* **Assigned task**
Return the data that follows exactly. Include every line.

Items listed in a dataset
-- Opening Marker --
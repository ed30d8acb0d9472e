// SPDX-License-Identifier: Apache-2.0

//! Field extraction and JSON encoding of events.
//!
//! Events are written straight into a byte buffer instead of going through a
//! generic serializer, since this runs once per shipped record.
//!
//! Field extraction:
//!
//! - no field names configured: the whole text becomes `message`
//! - the trimmed text is split by the delimiter; when the token count equals
//!   the number of field names, each token is assigned to its name
//! - otherwise the whole text is kept as `message`. If `exact_match` is off and
//!   there are more tokens than names, the first tokens are *also* assigned to
//!   the names and the surplus tokens are dropped. This partial enrichment is
//!   kept for compatibility with existing consumers; it is not a full parse.
//!
//! Static fields follow (replacing the value of an earlier field with the same
//! key, in place), then `path` unless the source suppresses it.

use crate::harvester::event::Event;

const HEX: &[u8; 16] = b"0123456789abcdef";

/// Encode an event as a single-line JSON object
pub fn encode(event: &Event) -> String {
    let buf = encode_to_vec(event);
    // Only valid UTF-8 is ever written to the buffer
    match String::from_utf8(buf) {
        Ok(s) => s,
        Err(e) => String::from_utf8_lossy(e.as_bytes()).into_owned(),
    }
}

/// Encode an event as a single-line JSON object into a new buffer
pub fn encode_to_vec(event: &Event) -> Vec<u8> {
    let mut buf = Vec::with_capacity(event.text.len() + 64);
    encode_into(event, &mut buf);
    buf
}

/// Append the JSON encoding of an event to `out`
pub fn encode_into(event: &Event, out: &mut Vec<u8>) {
    let fields = extract_fields(event);

    out.push(b'{');
    for (idx, (key, value)) in fields.entries.iter().enumerate() {
        if idx > 0 {
            out.push(b',');
        }
        write_json_string(out, key);
        out.push(b':');
        write_json_string(out, value);
    }
    out.push(b'}');
}

/// Ordered field list where setting an existing key replaces its value in place
struct Fields<'a> {
    entries: Vec<(&'a [u8], &'a [u8])>,
}

impl<'a> Fields<'a> {
    fn with_capacity(capacity: usize) -> Self {
        Self {
            entries: Vec::with_capacity(capacity),
        }
    }

    fn set(&mut self, key: &'a [u8], value: &'a [u8]) {
        match self.entries.iter_mut().find(|(k, _)| *k == key) {
            Some(entry) => entry.1 = value,
            None => self.entries.push((key, value)),
        }
    }
}

fn extract_fields(event: &Event) -> Fields<'_> {
    let config = &*event.config;
    let mut fields = Fields::with_capacity(config.field_names.len() + config.fields.len() + 2);

    match config.delimiter.as_ref() {
        Some(delimiter) if !config.field_names.is_empty() => {
            let tokens: Vec<&[u8]> = delimiter.split(event.text.trim_ascii()).collect();
            let names = &config.field_names;

            if tokens.len() == names.len() {
                for (name, token) in names.iter().zip(tokens.iter().copied()) {
                    fields.set(name.as_bytes(), trim_quote(token, config.quote_char));
                }
            } else {
                fields.set(b"message", &event.text);
                if !config.exact_match && tokens.len() > names.len() {
                    for (name, token) in names.iter().zip(tokens.iter().copied()) {
                        fields.set(name.as_bytes(), trim_quote(token, config.quote_char));
                    }
                }
            }
        }
        _ => fields.set(b"message", &event.text),
    }

    for (key, value) in &config.fields {
        fields.set(key.as_bytes(), value.as_bytes());
    }

    if !config.no_path {
        fields.set(b"path", event.source.as_bytes());
    }

    fields
}

/// Strip every leading and trailing occurrence of the quote character
fn trim_quote(token: &[u8], quote: Option<u8>) -> &[u8] {
    let Some(q) = quote else {
        return token;
    };

    let start = token.iter().position(|b| *b != q).unwrap_or(token.len());
    let end = token.iter().rposition(|b| *b != q).map_or(start, |i| i + 1);
    &token[start..end]
}

/// Write `s` as a quoted JSON string.
///
/// Control characters, quotes, backslashes and `<`, `>`, `&` are escaped,
/// U+2028 and U+2029 are escaped, and each invalid UTF-8 byte becomes
/// U+FFFD. Everything else is copied verbatim.
pub fn write_json_string(out: &mut Vec<u8>, s: &[u8]) {
    out.push(b'"');

    for chunk in s.utf8_chunks() {
        write_valid(out, chunk.valid().as_bytes());
        for _ in chunk.invalid() {
            out.extend_from_slice(b"\\ufffd");
        }
    }

    out.push(b'"');
}

fn write_valid(out: &mut Vec<u8>, s: &[u8]) {
    let mut start = 0;
    let mut i = 0;

    while i < s.len() {
        let b = s[i];

        if b < 0x80 {
            if b >= 0x20 && b != b'"' && b != b'\\' && b != b'<' && b != b'>' && b != b'&' {
                i += 1;
                continue;
            }

            out.extend_from_slice(&s[start..i]);
            match b {
                b'"' | b'\\' => {
                    out.push(b'\\');
                    out.push(b);
                }
                b'\n' => out.extend_from_slice(b"\\n"),
                b'\r' => out.extend_from_slice(b"\\r"),
                b'\t' => out.extend_from_slice(b"\\t"),
                _ => {
                    out.extend_from_slice(b"\\u00");
                    out.push(HEX[(b >> 4) as usize]);
                    out.push(HEX[(b & 0xF) as usize]);
                }
            }
            i += 1;
            start = i;
            continue;
        }

        // U+2028 / U+2029 encode as E2 80 A8 / E2 80 A9
        if b == 0xE2 && i + 2 < s.len() && s[i + 1] == 0x80 && (s[i + 2] & 0xFE) == 0xA8 {
            out.extend_from_slice(&s[start..i]);
            out.extend_from_slice(b"\\u202");
            out.push(HEX[(s[i + 2] & 0x0F) as usize]);
            i += 3;
            start = i;
            continue;
        }

        i += 1;
    }

    out.extend_from_slice(&s[start..]);
}
//! Typed payload codec and checksummed message framing.
//!
//! This is the wire layer of harpwire. Every message is framed with:
//! - A 1-byte length prefix covering the frame body
//! - Message type, register address and port bytes
//! - A payload-type tag (element width, signedness, float, timestamp bit)
//! - An optional 8-byte device timestamp followed by the payload elements
//! - A trailing 8-bit additive checksum
//!
//! Parsing is incremental and self-resynchronizing: corrupt frames are
//! reported and skipped at the declared frame boundary, never wedging the
//! stream.

pub mod codec;
pub mod error;
pub mod payload;
pub mod reader;
pub mod writer;

pub use codec::{
    decode_frame, encode_frame, parse_step, Frame, FrameConfig, MessageType, ParseFault, ParseStep,
    MAX_BODY_LEN, MIN_BODY_LEN,
};
pub use error::{FrameError, Result};
pub use payload::{DeviceTimestamp, Payload, PayloadType};
pub use reader::{FrameReader, ReadStep};
pub use writer::FrameWriter;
-- Closing Marker --
* **Your solution**
repository ed30d8acb0d9472e
// SPDX-License-Identifier: Apache-2.0

//! Field extraction and JSON encoding of events.
//!
//! Events are written straight into a byte buffer instead of going through a
//! generic serializer, since this runs once per shipped record.
//!
//! Field extraction:
//!
//! - no field names configured: the whole text becomes `message`
//! - the trimmed text is split by the delimiter; when the token count equals
//!   the number of field names, each token is assigned to its name
//! - otherwise the whole text is kept as `message`. If `exact_match` is off and
//!   there are more tokens than names, the first tokens are *also* assigned to
//!   the names and the surplus tokens are dropped. This partial enrichment is
//!   kept for compatibility with existing consumers; it is not a full parse.
//!
//! Static fields follow (replacing the value of an earlier field with the same
//! key, in place), then `path` unless the source suppresses it.

use crate::harvester::event::Event;

const HEX: &[u8; 16] = b"0123456789abcdef";

/// Encode an event as a single-line JSON object
pub fn encode(event: &Event) -> String {
    let buf = encode_to_vec(event);
    // Only valid UTF-8 is ever written to the buffer
    match String::from_utf8(buf) {
        Ok(s) => s,
        Err(e) => String::from_utf8_lossy(e.as_bytes()).into_owned(),
    }
}

/// Encode an event as a single-line JSON object into a new buffer
pub fn encode_to_vec(event: &Event) -> Vec<u8> {
    let mut buf = Vec::with_capacity(event.text.len() + 64);
    encode_into(event, &mut buf);
    buf
}

/// Append the JSON encoding of an event to `out`
pub fn encode_into(event: &Event, out: &mut Vec<u8>) {
    let fields = extract_fields(event);

    out.push(b'{');
    for (idx, (key, value)) in fields.entries.iter().enumerate() {
        if idx > 0 {
            out.push(b',');
        }
        write_json_string(out, key);
        out.push(b':');
        write_json_string(out, value);
    }
    out.push(b'}');
}

/// Ordered field list where setting an existing key replaces its value in place
struct Fields<'a> {
    entries: Vec<(&'a [u8], &'a [u8])>,
}

impl<'a> Fields<'a> {
    fn with_capacity(capacity: usize) -> Self {
        Self {
            entries: Vec::with_capacity(capacity),
        }
    }

    fn set(&mut self, key: &'a [u8], value: &'a [u8]) {
        match self.entries.iter_mut().find(|(k, _)| *k == key) {
            Some(entry) => entry.1 = value,
            None => self.entries.push((key, value)),
        }
    }
}

fn extract_fields(event: &Event) -> Fields<'_> {
    let config = &*event.config;
    let mut fields = Fields::with_capacity(config.field_names.len() + config.fields.len() + 2);

    match config.delimiter.as_ref() {
        Some(delimiter) if !config.field_names.is_empty() => {
            let tokens: Vec<&[u8]> = delimiter.split(event.text.trim_ascii()).collect();
            let names = &config.field_names;

            if tokens.len() == names.len() {
                for (name, token) in names.iter().zip(tokens.iter().copied()) {
                    fields.set(name.as_bytes(), trim_quote(token, config.quote_char));
                }
            } else {
                fields.set(b"message", &event.text);
                if !config.exact_match && tokens.len() > names.len() {
                    for (name, token) in names.iter().zip(tokens.iter().copied()) {
                        fields.set(name.as_bytes(), trim_quote(token, config.quote_char));
                    }
                }
            }
        }
        _ => fields.set(b"message", &event.text),
    }

    for (key, value) in &config.fields {
        fields.set(key.as_bytes(), value.as_bytes());
    }

    if !config.no_path {
        fields.set(b"path", event.source.as_bytes());
    }

    fields
}

/// Strip every leading and trailing occurrence of the quote character
fn trim_quote(token: &[u8], quote: Option<u8>) -> &[u8] {
    let Some(q) = quote else {
        return token;
    };

    let start = token.iter().position(|b| *b != q).unwrap_or(token.len());
    let end = token.iter().rposition(|b| *b != q).map_or(start, |i| i + 1);
    &token[start..end]
}

/// Write `s` as a quoted JSON string.
///
/// Control characters, quotes, backslashes and `<`, `>`, `&` are escaped,
/// U+2028 and U+2029 are escaped, and each invalid UTF-8 byte becomes
/// U+FFFD. Everything else is copied verbatim.
pub fn write_json_string(out: &mut Vec<u8>, s: &[u8]) {
    out.push(b'"');

    for chunk in s.utf8_chunks() {
        write_valid(out, chunk.valid().as_bytes());
        for _ in chunk.invalid() {
            out.extend_from_slice(b"\\ufffd");
        }
    }

    out.push(b'"');
}

fn write_valid(out: &mut Vec<u8>, s: &[u8]) {
    let mut start = 0;
    let mut i = 0;

    while i < s.len() {
        let b = s[i];

        if b < 0x80 {
            if b >= 0x20 && b != b'"' && b != b'\\' && b != b'<' && b != b'>' && b != b'&' {
                i += 1;
                continue;
            }

            out.extend_from_slice(&s[start..i]);
            match b {
                b'"' | b'\\' => {
                    out.push(b'\\');
                    out.push(b);
                }
                b'\n' => out.extend_from_slice(b"\\n"),
                b'\r' => out.extend_from_slice(b"\\r"),
                b'\t' => out.extend_from_slice(b"\\t"),
                _ => {
                    out.extend_from_slice(b"\\u00");
                    out.push(HEX[(b >> 4) as usize]);
                    out.push(HEX[(b & 0xF) as usize]);
                }
            }
            i += 1;
            start = i;
            continue;
        }

        // U+2028 / U+2029 encode as E2 80 A8 / E2 80 A9
        if b == 0xE2 && i + 2 < s.len() && s[i + 1] == 0x80 && (s[i + 2] & 0xFE) == 0xA8 {
            out.extend_from_slice(&s[start..i]);
            out.extend_from_slice(b"\\u202");
            out.push(HEX[(s[i + 2] & 0x0F) as usize]);
            i += 3;
            start = i;
            continue;
        }

        i += 1;
    }

    out.extend_from_slice(&s[start..]);
}
//! Typed payload codec and checksummed message framing.
//!
//! This is the wire layer of harpwire. Every message is framed with:
//! - A 1-byte length prefix covering the frame body
//! - Message type, register address and port bytes
//! - A payload-type tag (element width, signedness, float, timestamp bit)
//! - An optional 8-byte device timestamp followed by the payload elements
//! - A trailing 8-bit additive checksum
//!
//! Parsing is incremental and self-resynchronizing: corrupt frames are
//! reported and skipped at the declared frame boundary, never wedging the
//! stream.

pub mod codec;
pub mod error;
pub mod payload;
pub mod reader;
pub mod writer;

pub use codec::{
    decode_frame, encode_frame, parse_step, Frame, FrameConfig, MessageType, ParseFault, ParseStep,
    MAX_BODY_LEN, MIN_BODY_LEN,
};
pub use error::{FrameError, Result};
pub use payload::{DeviceTimestamp, Payload, PayloadType};
pub use reader::{FrameReader, ReadStep};
pub use writer::FrameWriter;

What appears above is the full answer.